__WORK INSTRUCTION__
All that is needed is every line of the listing below that has "ClientResult".

[EXTRACTED RECORDS Boundary: Start]

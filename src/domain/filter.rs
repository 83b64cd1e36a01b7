use serde::{Deserialize, Serialize};

/// Active industry/headcount selectors narrowing the lead list.
///
/// Empty selector values mean "no filter" and are stored as `None`.
#[derive(Clone, Debug, Default, PartialEq, Eq, Serialize, Deserialize)]
pub struct FilterSelection {
    #[serde(default)]
    pub industry: Option<String>,
    #[serde(default)]
    pub headcount: Option<String>,
}

fn selected(value: Option<String>) -> Option<String> {
    value.filter(|s| !s.trim().is_empty())
}

impl FilterSelection {
    #[must_use]
    pub fn new(industry: Option<String>, headcount: Option<String>) -> Self {
        Self {
            industry: selected(industry),
            headcount: selected(headcount),
        }
    }

    pub fn industry(mut self, industry: impl Into<String>) -> Self {
        self.industry = selected(Some(industry.into()));
        self
    }

    pub fn headcount(mut self, headcount: impl Into<String>) -> Self {
        self.headcount = selected(Some(headcount.into()));
        self
    }

    /// Re-applies the empty-means-unset rule, e.g. after deserializing a query string.
    #[must_use]
    pub fn normalized(self) -> Self {
        Self::new(self.industry, self.headcount)
    }

    pub fn is_empty(&self) -> bool {
        self.industry.is_none() && self.headcount.is_none()
    }
}
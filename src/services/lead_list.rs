//! Controller behind the lead list view.
//!
//! Owns the fetched leads, the active [`FilterSelection`] and the
//! loading/error status. Every listing request carries a token; only the
//! response to the most recently issued request is applied, so a slow answer
//! for an old filter can never overwrite newer results.

use crate::client::errors::ClientResult;
use crate::client::{LeadListQuery, LeadReader, OptionsReader};
use crate::domain::filter::FilterSelection;
use crate::domain::lead::Lead;

#[derive(Clone, Debug, Default, PartialEq, Eq)]
pub enum ListState {
    #[default]
    Loading,
    Ready(Vec<Lead>),
    Error(String),
}

/// A listing request issued by the controller and awaiting its response.
#[derive(Clone, Debug, PartialEq, Eq)]
pub struct ListRequest {
    pub token: u64,
    pub query: LeadListQuery,
}

#[derive(Debug, Default)]
pub struct LeadListController {
    base_query: LeadListQuery,
    filter: FilterSelection,
    state: ListState,
    latest_token: u64,
    last_query: Option<LeadListQuery>,
    industry_options: Vec<String>,
    headcount_options: Vec<String>,
    vocabulary_loaded: bool,
}

impl LeadListController {
    pub fn new() -> Self {
        Self::default()
    }

    /// Starts from passthrough parameters (pagination, text filters) that are
    /// forwarded unchanged with every request.
    pub fn with_query(base_query: LeadListQuery) -> Self {
        Self {
            base_query,
            ..Self::default()
        }
    }

    pub fn with_filter(mut self, filter: FilterSelection) -> Self {
        self.filter = filter.normalized();
        self
    }

    pub fn filter(&self) -> &FilterSelection {
        &self.filter
    }

    pub fn state(&self) -> &ListState {
        &self.state
    }

    pub fn is_loading(&self) -> bool {
        self.state == ListState::Loading
    }

    /// Leads in server order; empty unless the last request succeeded.
    pub fn leads(&self) -> &[Lead] {
        match &self.state {
            ListState::Ready(leads) => leads.as_slice(),
            _ => &[],
        }
    }

    pub fn error(&self) -> Option<&str> {
        match &self.state {
            ListState::Error(message) => Some(message.as_str()),
            _ => None,
        }
    }

    pub fn industry_options(&self) -> &[String] {
        &self.industry_options
    }

    pub fn headcount_options(&self) -> &[String] {
        &self.headcount_options
    }

    /// The request the current filter maps to.
    pub fn current_query(&self) -> LeadListQuery {
        self.base_query.clone().filter(&self.filter)
    }

    fn issue(&mut self, query: LeadListQuery) -> ListRequest {
        self.latest_token += 1;
        self.state = ListState::Loading;
        self.last_query = Some(query.clone());
        ListRequest {
            token: self.latest_token,
            query,
        }
    }

    /// Moves to loading and issues a request for the current filter.
    pub fn begin_request(&mut self) -> ListRequest {
        let query = self.current_query();
        self.issue(query)
    }

    /// Applies a response. Returns `false` when the response belongs to a
    /// superseded request and was discarded.
    pub fn complete_request(&mut self, token: u64, result: ClientResult<Vec<Lead>>) -> bool {
        if token != self.latest_token {
            log::debug!(
                "Discarding stale lead list response {token} (latest is {})",
                self.latest_token
            );
            return false;
        }

        self.state = match result {
            Ok(leads) => ListState::Ready(leads),
            Err(err) => {
                log::error!("Failed to load leads: {err}");
                ListState::Error(err.to_string())
            }
        };
        true
    }

    async fn run<C>(&mut self, api: &C, request: ListRequest)
    where
        C: LeadReader + ?Sized,
    {
        let result = api.list_leads(&request.query).await;
        self.complete_request(request.token, result);
    }

    /// Fetches the leads for the current filter.
    pub async fn refresh<C>(&mut self, api: &C)
    where
        C: LeadReader + ?Sized,
    {
        let request = self.begin_request();
        self.run(api, request).await;
    }

    /// Re-issues the last request unchanged.
    pub async fn retry<C>(&mut self, api: &C)
    where
        C: LeadReader + ?Sized,
    {
        let query = self
            .last_query
            .clone()
            .unwrap_or_else(|| self.current_query());
        let request = self.issue(query);
        self.run(api, request).await;
    }

    /// First activation: loads the filter vocabulary once, then the leads.
    ///
    /// Vocabulary failures are logged and never block the listing.
    pub async fn activate<C>(&mut self, api: &C)
    where
        C: LeadReader + OptionsReader + ?Sized,
    {
        if !self.vocabulary_loaded {
            self.load_vocabulary(api).await;
        }
        self.refresh(api).await;
    }

    async fn load_vocabulary<C>(&mut self, api: &C)
    where
        C: OptionsReader + ?Sized,
    {
        match api.list_industry_options().await {
            Ok(options) => self.industry_options = options,
            Err(err) => log::warn!("Failed to load industry options: {err}"),
        }
        match api.list_headcount_options().await {
            Ok(options) => self.headcount_options = options,
            Err(err) => log::warn!("Failed to load headcount options: {err}"),
        }
        self.vocabulary_loaded = true;
    }

    /// Replaces the filter; refetches only when the selection changed.
    pub async fn set_filter<C>(&mut self, api: &C, filter: FilterSelection) -> bool
    where
        C: LeadReader + ?Sized,
    {
        let filter = filter.normalized();
        if filter == self.filter {
            return false;
        }
        self.filter = filter;
        self.refresh(api).await;
        true
    }

    pub async fn set_industry<C>(&mut self, api: &C, industry: Option<String>) -> bool
    where
        C: LeadReader + ?Sized,
    {
        let filter = FilterSelection::new(industry, self.filter.headcount.clone());
        self.set_filter(api, filter).await
    }

    pub async fn set_headcount<C>(&mut self, api: &C, headcount: Option<String>) -> bool
    where
        C: LeadReader + ?Sized,
    {
        let filter = FilterSelection::new(self.filter.industry.clone(), headcount);
        self.set_filter(api, filter).await
    }

    /// Resets both selectors and fetches the unfiltered list.
    pub async fn clear_filters<C>(&mut self, api: &C)
    where
        C: LeadReader + ?Sized,
    {
        self.filter = FilterSelection::default();
        self.refresh(api).await;
    }
}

[EXTRACTED RECORDS Boundary: End]

__ANSWER BELOW__
use crate::client::errors::ClientResult;
    pub fn complete_request(&mut self, token: u64, result: ClientResult<Vec<Lead>>) -> bool {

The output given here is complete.